Precise identification of egg-chamber stages was based on egg chamber morphology and stage-specific markers. At the transition between stage 8 and 9 of egg-chamber development, concomitantly to the initiation of border cell cluster migration, the anterior follicle cells start to migrate away from each other in an anterior to posterior direction to cover the oocyte. To unequivocally identify mid-stage 9 egg chambers, we took advantage of the morphogenetic rearrangements of the follicular epithelium. Particularly, a line was traced to connect the dorsal and ventral anterior-most cells in the follicular epithelium, and the distance between the position of the follicle cells and the nurse cells (NC)-oocyte boundary was measured. For mid-stage 9 egg chambers, an average distance value of 46 μm was calculated. Image analysis and distance measurements were performed on Image J.

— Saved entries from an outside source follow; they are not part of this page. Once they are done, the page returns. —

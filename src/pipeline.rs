//! Favicon asset pipeline.
//!
//! [`FaviconPipeline::render_favicon`] is what the host calls once per page.
//! It decides whether the asset set needs (re)building, builds it if so, and
//! always hands back the `<link>` markup unless the build itself failed.
//!
//! ## Regeneration
//!
//! ```text
//! dev-only gate closed (run_only_dev_mode && production) ──► markup, no file access
//! ensure output dir ── Created ─────────────► build ──► markup
//!                   └─ Existed + production ─► build ──► markup
//!                   └─ Existed + otherwise ──────────────► markup
//! ```
//!
//! Directory presence is the only cache signal: once the output folder exists
//! a development build trusts whatever is in it. The decision lives in
//! [`decide_regeneration`] so a smarter policy can replace it in one place.
//!
//! ## Build
//!
//! ```text
//! <output>/
//! ├── favicon.svg                # verbatim copy of the source
//! ├── favicon-16x16.png          # one per effective size, rendered in parallel
//! ├── ...
//! ├── favicon-512x512.png        # always rendered; the ICO is packed from it
//! └── favicon.ico                # 64, 32 and 24px entries, cover fit
//! ```
//!
//! Resizes run on a rayon pool sized by `max_processes`. Every resize runs to
//! completion; the first failure (in size order) then aborts the build without
//! removing the PNGs already written.
//!
//! ## Failure policy
//!
//! Nothing escapes [`FaviconPipeline::render_favicon`]. A missing source or a
//! missing 512px PNG returns `None` quietly; any other error is logged and
//! also yields `None`. Manifest failures are logged by the manifest module and
//! never affect the returned markup.

use crate::config::{self, FaviconConfig, REQUIRED_SIZE};
use crate::files::{self, DirState, FsError};
use crate::imaging::{BackendError, Fit, IcoParams, ImageBackend, ResizeParams, RustBackend};
use crate::manifest;
use crate::markup::{self, png_file_name};
use crate::output;
use rayon::prelude::*;
use std::path::{Path, PathBuf};
use thiserror::Error;

/// Entry sizes packed into the ICO.
pub const ICO_SIZES: [u32; 3] = [64, 32, 24];

#[derive(Error, Debug)]
pub enum PipelineError {
    #[error(transparent)]
    Fs(#[from] FsError),
    #[error("Image processing failed: {0}")]
    Imaging(#[from] BackendError),
    #[error("Thread pool error: {0}")]
    ThreadPool(#[from] rayon::ThreadPoolBuildError),
}

/// Build mode reported by the host.
#[derive(Debug, Clone, Copy, PartialEq, Eq, Default)]
pub enum Environment {
    Production,
    #[default]
    Development,
}

impl Environment {
    /// Map a `NODE_ENV`-style value: only `"production"` means production.
    pub fn from_node_env(value: Option<&str>) -> Self {
        match value {
            Some("production") => Environment::Production,
            _ => Environment::Development,
        }
    }

    /// Read `NODE_ENV` from the process environment.
    pub fn from_process() -> Self {
        Self::from_node_env(std::env::var("NODE_ENV").ok().as_deref())
    }

    pub fn is_production(self) -> bool {
        self == Environment::Production
    }
}

/// Outcome of [`decide_regeneration`].
#[derive(Debug, Clone, Copy, PartialEq, Eq)]
pub enum Regeneration {
    Build,
    Skip,
}

/// Whether this build may touch the file system at all.
pub fn generation_enabled(config: &FaviconConfig, environment: Environment) -> bool {
    !(config.run_only_dev_mode && environment.is_production())
}

/// Build when the output folder was just created or the build is production.
pub fn decide_regeneration(environment: Environment, dir: DirState) -> Regeneration {
    if dir == DirState::Created || environment.is_production() {
        Regeneration::Build
    } else {
        Regeneration::Skip
    }
}

/// What a build attempt produced.
#[derive(Debug, Clone, PartialEq, Eq)]
pub enum BuildOutcome {
    /// Every asset was written; carries the effective sizes rendered.
    Built(Vec<u32>),
    /// The source image does not exist.
    SourceMissing,
    /// The resizes reported success but no 512px PNG is on disk.
    MissingIcoSource,
}

/// Generates favicon assets for one site build.
///
/// Cheap to call repeatedly: after the first call in a development build the
/// output folder exists and later calls only render markup.
pub struct FaviconPipeline {
    config: FaviconConfig,
    output_root: PathBuf,
    environment: Environment,
    pool: rayon::ThreadPool,
}

impl FaviconPipeline {
    pub fn new(
        config: FaviconConfig,
        output_root: impl Into<PathBuf>,
        environment: Environment,
    ) -> Result<Self, PipelineError> {
        let pool = rayon::ThreadPoolBuilder::new()
            .num_threads(config::effective_threads(config.max_processes))
            .build()?;
        Ok(Self {
            config,
            output_root: output_root.into(),
            environment,
            pool,
        })
    }

    pub fn config(&self) -> &FaviconConfig {
        &self.config
    }

    pub fn environment(&self) -> Environment {
        self.environment
    }

    /// Folder the images are written to, always inside the output root.
    pub fn output_dir(&self) -> PathBuf {
        self.output_root
            .join(self.config.output_folder.trim_start_matches('/'))
    }

    /// Render the favicon markup, building assets first when needed.
    ///
    /// Returns `None` when the build was attempted and failed.
    pub fn render_favicon(&self, source: &Path) -> Option<String> {
        self.render_favicon_with_backend(&RustBackend::new(), source)
    }

    /// Same as [`render_favicon`](Self::render_favicon) with a specific
    /// backend (allows testing with a mock).
    pub fn render_favicon_with_backend(
        &self,
        backend: &impl ImageBackend,
        source: &Path,
    ) -> Option<String> {
        if !generation_enabled(&self.config, self.environment) {
            output::info("favicon compilation is required only in dev mode");
            return Some(markup::render_links(&self.config));
        }

        match self.refresh(backend, source) {
            Ok(true) => Some(markup::render_links(&self.config)),
            Ok(false) => None,
            Err(e) => {
                output::error(&e.to_string());
                None
            }
        }
    }

    /// Ensure the output folder and rebuild if the policy says so.
    /// `Ok(false)` means a build precondition failed.
    fn refresh(&self, backend: &impl ImageBackend, source: &Path) -> Result<bool, PipelineError> {
        let output_dir = self.output_dir();
        let dir_state = files::ensure_dir(&output_dir)?;

        match decide_regeneration(self.environment, dir_state) {
            Regeneration::Skip => Ok(true),
            Regeneration::Build => Ok(matches!(
                self.build_assets(backend, source)?,
                BuildOutcome::Built(_)
            )),
        }
    }

    /// Write the full asset set into the output folder, unconditionally.
    ///
    /// The output folder must already exist.
    pub fn build_assets(
        &self,
        backend: &impl ImageBackend,
        source: &Path,
    ) -> Result<BuildOutcome, PipelineError> {
        if !files::is_file(source)? {
            return Ok(BuildOutcome::SourceMissing);
        }

        output::info("starting favicons creation...");

        let output_dir = self.output_dir();
        let prefix = &self.config.prefix_name;
        files::copy_file(source, &output_dir.join(format!("{prefix}.svg")))?;

        let sizes = self.config.effective_sizes();
        self.render_pngs(backend, source, &output_dir, &sizes)?;

        let png_512 = output_dir.join(png_file_name(prefix, REQUIRED_SIZE));
        if !files::is_file(&png_512)? {
            return Ok(BuildOutcome::MissingIcoSource);
        }

        let ico = IcoParams {
            source: png_512,
            output: output_dir.join(format!("{prefix}.ico")),
            sizes: ICO_SIZES.to_vec(),
            fit: Fit::Cover,
        };
        output::info(&format!("packing {prefix}.ico ({} fit)", ico.fit.name()));
        backend.pack_ico(&ico)?;

        if self.config.manifest_generate {
            manifest::emit_manifest(&self.config, &self.output_root, &sizes);
        }

        Ok(BuildOutcome::Built(sizes))
    }

    /// Resize every size in parallel and wait for all of them.
    fn render_pngs(
        &self,
        backend: &impl ImageBackend,
        source: &Path,
        output_dir: &Path,
        sizes: &[u32],
    ) -> Result<(), BackendError> {
        let prefix = &self.config.prefix_name;
        let results: Vec<Result<(), BackendError>> = self.pool.install(|| {
            sizes
                .par_iter()
                .map(|&size| {
                    backend.resize_png(&ResizeParams {
                        source: source.to_path_buf(),
                        output: output_dir.join(png_file_name(prefix, size)),
                        size,
                    })
                })
                .collect()
        });
        results.into_iter().collect()
    }
}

4.9. Quantification of the Migration Phenotypes

For scoring the migration of the border cell cluster, the egg chamber was divided in five regions: 0–25% f migration, 26–50% of migration, 51–75% of migration, 75–90% of migration, and 100% complete migration. The distance travelled by the cluster was measured as the distance between the posterior-most follicle cells and the leading border cell. This value was then normalised to the total distance, that is the distance between the posterior-most follicle cells and the NC-oocyte boundary and expressed as percentage. On the base of these measurements, the number of clusters falling in each region was counted and results represented in histograms. Image analysis and distance measurements were performed on Image J. Migration (MI) and Completion (CI) indices were calculated, as previously described [46]. The MI is the measure of the mean distance that is travelled by the cluster. This index was calculated with the following formula:

$$\mathrm{MI}=\frac{1\times \mathrm{n}\left(100\%\right)+0.75\times \mathrm{n}\left(75\%\right)+0.5\times \mathrm{n}\left(50\%\right)+0.25\times \mathrm{n}\left(25\%\right)+0\times \mathrm{n}\left(0\%\right)+0.5\times \mathrm{n}\left(\mathrm{splitcluster}\right)}{\mathrm{N}\left(\mathrm{total}\right)}$$

In the formula, n (100%) represents the number of clusters that have completed migration, reaching the NC-oocyte border, n (75%), n (50%), and n (25%) represent the number of clusters that have migrated 75%, 50% and 25% of the total distance, respectively. The formula includes also the number of dissociated clusters (n splitcluster). The CI index represents the number of clusters that have completed migration. CI is calculated as the ratio between the number of clusters that have migrated the total distance [n(100%)] and the total number of egg chambers examined [n(total)].

$$\mathrm{CI}=\frac{\mathrm{n} \left(100\%\right)}{\mathrm{n} \left(\mathrm{total}\right)}$$

The indices were normalised to the wild-type control.